START THE INPUT

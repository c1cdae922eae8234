//! SQLite database migration management.

use sqlx::{Executor, SqlitePool};
use thiserror::Error;

#[derive(Debug, Error)]
pub enum MigrationError {
    #[error("Failed to execute migration {version}: {source}")]
    ExecutionError { version: i64, #[source] source: sqlx::Error },
    #[error("Failed to get schema version: {0}")]
    VersionCheckError(#[source] sqlx::Error),
}

#[derive(Debug, Clone)]
pub struct Migration {
    pub version: i64,
    pub description: String,
    pub sql: String,
}

pub struct Migrator {
    pool: SqlitePool,
}

impl Migrator {
    pub fn new(pool: SqlitePool) -> Self {
        Self { pool }
    }

    /// Apply every migration newer than the recorded schema version.
    /// Returns the number applied.
    pub async fn run_embedded_migrations(&self, migrations: Vec<Migration>) -> Result<usize, MigrationError> {
        self.ensure_migrations_table().await?;
        let current_version = self.get_current_version().await?;
        let mut pending: Vec<_> = migrations.into_iter().filter(|m| m.version > current_version).collect();
        pending.sort_by_key(|m| m.version);

        for migration in &pending {
            self.apply_migration(migration).await?;
            tracing::debug!(version = migration.version, description = %migration.description, "applied migration");
        }

        Ok(pending.len())
    }

    async fn ensure_migrations_table(&self) -> Result<(), MigrationError> {
        sqlx::query(
            "CREATE TABLE IF NOT EXISTS schema_migrations (
                version INTEGER PRIMARY KEY,
                applied_at TEXT NOT NULL DEFAULT (datetime('now')),
                description TEXT
            )"
        )
        .execute(&self.pool)
        .await
        .map_err(|e| MigrationError::ExecutionError { version: 0, source: e })?;
        Ok(())
    }

    pub async fn get_current_version(&self) -> Result<i64, MigrationError> {
        let result: Option<(i64,)> = sqlx::query_as("SELECT COALESCE(MAX(version), 0) FROM schema_migrations")
            .fetch_optional(&self.pool)
            .await
            .map_err(MigrationError::VersionCheckError)?;
        Ok(result.map_or(0, |(v,)| v))
    }

    async fn apply_migration(&self, migration: &Migration) -> Result<(), MigrationError> {
        let to_err = |e| MigrationError::ExecutionError { version: migration.version, source: e };

        // Multi-statement scripts go through the raw executor.
        self.pool.execute(migration.sql.as_str()).await.map_err(to_err)?;

        sqlx::query("INSERT INTO schema_migrations (version, description) VALUES (?, ?)")
            .bind(migration.version)
            .bind(&migration.description)
            .execute(&self.pool)
            .await
            .map_err(to_err)?;
        Ok(())
    }
}

pub fn initial_schema_migration() -> Migration {
    Migration {
        version: 1,
        description: "Initial schema".to_string(),
        sql: include_str!("../../../migrations/001_initial_schema.sql").to_string(),
    }
}

pub fn all_embedded_migrations() -> Vec<Migration> {
    vec![initial_schema_migration()]
}

#[cfg(test)]
mod tests {
    use super::*;
    use crate::adapters::sqlite::create_test_pool;

    #[tokio::test]
    async fn test_migrations_are_idempotent() {
        let pool = create_test_pool().await.unwrap();
        let migrator = Migrator::new(pool.clone());

        let applied = migrator.run_embedded_migrations(all_embedded_migrations()).await.unwrap();
        assert_eq!(applied, 1);
        assert_eq!(migrator.get_current_version().await.unwrap(), 1);

        let applied_again = migrator.run_embedded_migrations(all_embedded_migrations()).await.unwrap();
        assert_eq!(applied_again, 0);
    }
}
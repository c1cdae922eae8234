//! Shared helpers for integration tests.
#![allow(dead_code)]

pub mod database;
pub mod fixtures;
//! Replies to humans posting in the shared channel.

use std::sync::Arc;

use crate::domain::errors::DomainResult;
use crate::domain::models::{
    Conversation, ConversationKind, LiveEvent, NewConversation, NewMessage,
};
use crate::domain::ports::{
    AgentRuntime, ConversationRepository, LiveUpdateSink, MessageFilter, GENERATION_FAILED_REPLY,
};
use crate::services::prompt::build_reply_messages;

/// How many of the agent's own recent messages go into a reply prompt.
pub const REPLY_HISTORY_LIMIT: u32 = 10;

/// A human post as received from the channel.
#[derive(Debug, Clone, PartialEq, Eq)]
pub struct HumanPost {
    pub author: String,
    pub content: String,
    pub external_id: Option<String>,
}

/// Records a single-turn `agent-human` exchange for one agent.
pub struct HumanReplyService {
    conversations: Arc<dyn ConversationRepository>,
    live: Arc<dyn LiveUpdateSink>,
    channel_name: String,
}

impl HumanReplyService {
    pub fn new(
        conversations: Arc<dyn ConversationRepository>,
        live: Arc<dyn LiveUpdateSink>,
        channel_name: impl Into<String>,
    ) -> Self {
        Self { conversations, live, channel_name: channel_name.into() }
    }

    /// Generate, deliver and record one reply to `post`.
    ///
    /// Returns `None` without recording anything when generation failed.
    pub async fn reply(&self, runtime: &dyn AgentRuntime, post: &HumanPost) -> DomainResult<Option<Conversation>> {
        let agent = runtime.agent();

        let mut recent = self
            .conversations
            .list_messages(MessageFilter { agent_id: Some(agent.id), limit: REPLY_HISTORY_LIMIT })
            .await?;
        recent.reverse();

        let prompt = build_reply_messages(agent, &self.channel_name, &post.author, &post.content, &recent);
        let reply = runtime.generate_reply(prompt).await;
        if reply == GENERATION_FAILED_REPLY {
            tracing::warn!(agent_id = %agent.id, agent = %agent.name, human = %post.author, "skipping human reply after generation failure");
            return Ok(None);
        }

        let conversation = self
            .conversations
            .create_conversation(&NewConversation::with_human(runtime.channel_id(), agent.id))
            .await?;
        self.conversations
            .create_message(&NewMessage::from_human(
                conversation.id,
                post.author.clone(),
                post.content.clone(),
                post.external_id.clone(),
            ))
            .await?;

        let external_id = runtime.deliver(&reply).await;
        if external_id.is_none() {
            tracing::warn!(agent_id = %agent.id, conversation_id = %conversation.id, "human reply was not delivered");
        }
        self.conversations
            .create_message(&NewMessage::from_bot(conversation.id, agent.id, agent.name.clone(), reply.clone(), external_id))
            .await?;
        self.conversations.end_conversation(conversation.id, 1).await?;

        self.live.notify(LiveEvent::Message {
            conversation_id: Some(conversation.id),
            bot: agent.name.clone(),
            content: reply,
            conversation_type: ConversationKind::AgentHuman,
        });

        tracing::info!(agent_id = %agent.id, conversation_id = %conversation.id, human = %post.author, "replied to human");

        Ok(self.conversations.get_conversation(conversation.id).await?.or(Some(conversation)))
    }
}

END THE INPUT

■ **WORK TO BE COMPLETED**: Only a number is expected here: the tally of lines above that contain "warn". Please write nothing more.

■ **ANSWER TO THIS EXERCISE**: 2